[checkpointio] sharded optimizer checkpoint for DDP plugin (#4002)

2025-09-05 19:13:01 +00:00 · 2023-06-16 14:14:05 +08:00
parent 725af3eeeb
commit 822c3d4d66
6 changed files with 79 additions and 34 deletions
--- a/colossalai/checkpoint_io/checkpoint_io_base.py
+++ b/colossalai/checkpoint_io/checkpoint_io_base.py
@@ -148,6 +148,9 @@ class CheckpointIO(ABC):
        Args:
            optimizer (Optimizer): optimizer to be loaded.
            checkpoint (str): checkpoint path. This value is made compatibility with the model checkpoints in the
+            prefix (str, optional): A prefix added to parameter and buffer
+                names to compose the keys in state_dict. Defaults to None.
+            size_per_shard (int, optional): Maximum size of checkpoint shard file in MB. This is useful only when ``shard=True``. Defaults to 1024.
        """
        index_file_exists, index_file_path = has_index_file(checkpoint)

@@ -157,7 +160,7 @@ class CheckpointIO(ABC):

        if index_file_exists:
            # the existence of index file means it is a sharded checkpoint
-            self.load_sharded_optimizer(optimizer, index_file_path, prefix, size_per_shard)
+            self.load_sharded_optimizer(optimizer, index_file_path, prefix)
        else:
            self.load_unsharded_optimizer(optimizer, checkpoint)

@@ -251,7 +254,7 @@ class CheckpointIO(ABC):
    # ========================================================

    @abstractmethod
-    def load_sharded_optimizer(self, optimizer: Optimizer, index_file_path: str, prefix: str, size_per_shard: int):
+    def load_sharded_optimizer(self, optimizer: Optimizer, index_file_path: str, prefix: str):
        """
        Load optimizer from sharded checkpoint.

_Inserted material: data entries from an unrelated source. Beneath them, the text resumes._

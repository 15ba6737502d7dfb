//! Spring scheduler
//!
//! Owns every per-cell spring and advances the running ones each frame.

use crate::spring::{Spring, SpringConfig};
use slotmap::{new_key_type, SlotMap};
use smallvec::SmallVec;

new_key_type! {
    pub struct SpringId;
}

/// Springs that came to rest during one tick
pub type Finished = SmallVec<[SpringId; 8]>;

/// The spring scheduler that ticks all running springs
#[derive(Default)]
pub struct SpringScheduler {
    springs: SlotMap<SpringId, Spring>,
}

impl SpringScheduler {
    pub fn new() -> Self {
        Self {
            springs: SlotMap::with_key(),
        }
    }

    /// Add a stopped spring resting at `position`
    pub fn add_resting(&mut self, config: SpringConfig, position: f32) -> SpringId {
        self.springs.insert(Spring::new(config, position))
    }

    pub fn get_spring(&self, id: SpringId) -> Option<&Spring> {
        self.springs.get(id)
    }

    pub fn get_spring_mut(&mut self, id: SpringId) -> Option<&mut Spring> {
        self.springs.get_mut(id)
    }

    pub fn remove_spring(&mut self, id: SpringId) -> Option<Spring> {
        self.springs.remove(id)
    }

    /// Advance every running spring by `dt` seconds
    ///
    /// Springs that come to rest have their clock stopped and are returned.
    pub fn tick(&mut self, dt: f32) -> Finished {
        let mut finished = Finished::new();
        for (id, spring) in self.springs.iter_mut() {
            if spring.is_running() && spring.step(dt) {
                spring.stop();
                finished.push(id);
            }
        }
        if !finished.is_empty() {
            tracing::trace!(count = finished.len(), "springs settled");
        }
        finished
    }

    /// Check if any spring clock is still running
    pub fn has_active_animations(&self) -> bool {
        self.springs.iter().any(|(_, s)| s.is_running())
    }

    /// Apply `config` to every spring
    pub fn set_config(&mut self, config: SpringConfig) {
        for (_, spring) in self.springs.iter_mut() {
            spring.set_config(config);
        }
    }

    pub fn spring_count(&self) -> usize {
        self.springs.len()
    }
}
// Example: a host without CSS transitions, driving the slider from a frame loop.
//
// The host:
// - implements `SliderView` over its own slide list
// - plays translate commands with `FrameAnimator`
// - feeds `InputEvent::TransitionEnd` back when an animation finishes
use carousel::infinite::ClonePosition;
use carousel::{CarouselOptions, ClassNames, Px, SlideRect, Translate};
use carousel_adapter::{
    Control, FrameAnimator, InputEvent, Listener, Located, Slider, SliderEvent, SliderView,
};

const SLIDE_WIDTH: Px = 10;

struct TextHost {
    slides: Vec<char>,
    animator: FrameAnimator,
    now_ms: u64,
    listeners: Vec<Listener>,
}

impl SliderView for TextHost {
    fn locate(&mut self, _class_names: &ClassNames) -> Located {
        Located {
            frame: true,
            slide_container: true,
            prev_ctrl: true,
            next_ctrl: true,
        }
    }

    fn frame_width(&self) -> Px {
        SLIDE_WIDTH * 2
    }

    fn strip_width(&self) -> Px {
        SLIDE_WIDTH * self.slides.len() as Px
    }

    fn strip_left(&self) -> Px {
        self.animator.offset()
    }

    fn slide_count(&self) -> usize {
        self.slides.len()
    }

    fn slide_rect(&self, index: usize) -> SlideRect {
        SlideRect::new(SLIDE_WIDTH * index as Px, SLIDE_WIDTH)
    }

    fn clone_slide(&mut self, source: usize, at: ClonePosition) {
        let c = self.slides[source].to_ascii_uppercase();
        match at {
            ClonePosition::End => self.slides.push(c),
            ClonePosition::Start => self.slides.insert(0, c),
        }
    }

    fn remove_slide(&mut self, at: ClonePosition) {
        match at {
            ClonePosition::End => {
                self.slides.pop();
            }
            ClonePosition::Start => {
                self.slides.remove(0);
            }
        }
    }

    fn translate(&mut self, translate: &Translate) {
        self.animator.apply(translate, self.now_ms);
    }

    fn set_active_slide(&mut self, _index: usize, _class_name: &str) {}

    fn set_control_disabled(&mut self, control: Control, disabled: bool) {
        if disabled {
            println!("  {control:?} disabled");
        }
    }

    fn add_listener(&mut self, listener: Listener) {
        self.listeners.push(listener);
    }

    fn remove_listener(&mut self, listener: Listener) {
        self.listeners.retain(|l| *l != listener);
    }

    fn dispatch(&mut self, event: &SliderEvent) {
        println!("  event {}", event.name());
    }
}

impl TextHost {
    fn render(&self) -> String {
        let first = (-self.animator.offset()).max(0) as usize;
        let start = first / SLIDE_WIDTH as usize;
        self.slides.iter().skip(start).take(2).collect()
    }
}

fn run_frames(slider: &mut Slider<TextHost>) {
    loop {
        let host = slider.view_mut();
        host.now_ms += 16;
        let now = host.now_ms;
        let Some(frame) = host.animator.tick(now) else {
            break;
        };
        if frame.finished {
            println!("  t={now} offset={} view={}", frame.offset, host.render());
            slider.handle(InputEvent::TransitionEnd);
        }
    }
}

fn main() {
    let host = TextHost {
        slides: vec!['a', 'b', 'c', 'd'],
        animator: FrameAnimator::new(0),
        now_ms: 0,
        listeners: Vec::new(),
    };
    let options = CarouselOptions::default().with_infinite(2).with_slides_to_scroll(2);
    let mut slider = match Slider::new(host, options) {
        Ok(slider) => slider,
        Err(err) => {
            eprintln!("setup failed: {err}");
            return;
        }
    };
    println!("strip={:?}", slider.view().slides);

    for _ in 0..3 {
        slider.handle(InputEvent::NextClick);
        run_frames(&mut slider);
        println!("index={} view={}", slider.return_index(), slider.view().render());
    }

    slider.destroy();
    println!("after destroy strip={:?}", slider.view().slides);
}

@@ -259,7 +262,6 @@ class CheckpointIO(ABC):
            optimizer (Optimizer): optimizer to be loaded.
            index_file_path (str): checkpoint path. It should be path to the .index.json file or a path to a directory which contains a .index.json file.
            prefix (str): prefix for the optimizer checkpoint.
-            size_per_shard (int): size per shard in MB.
        """
        pass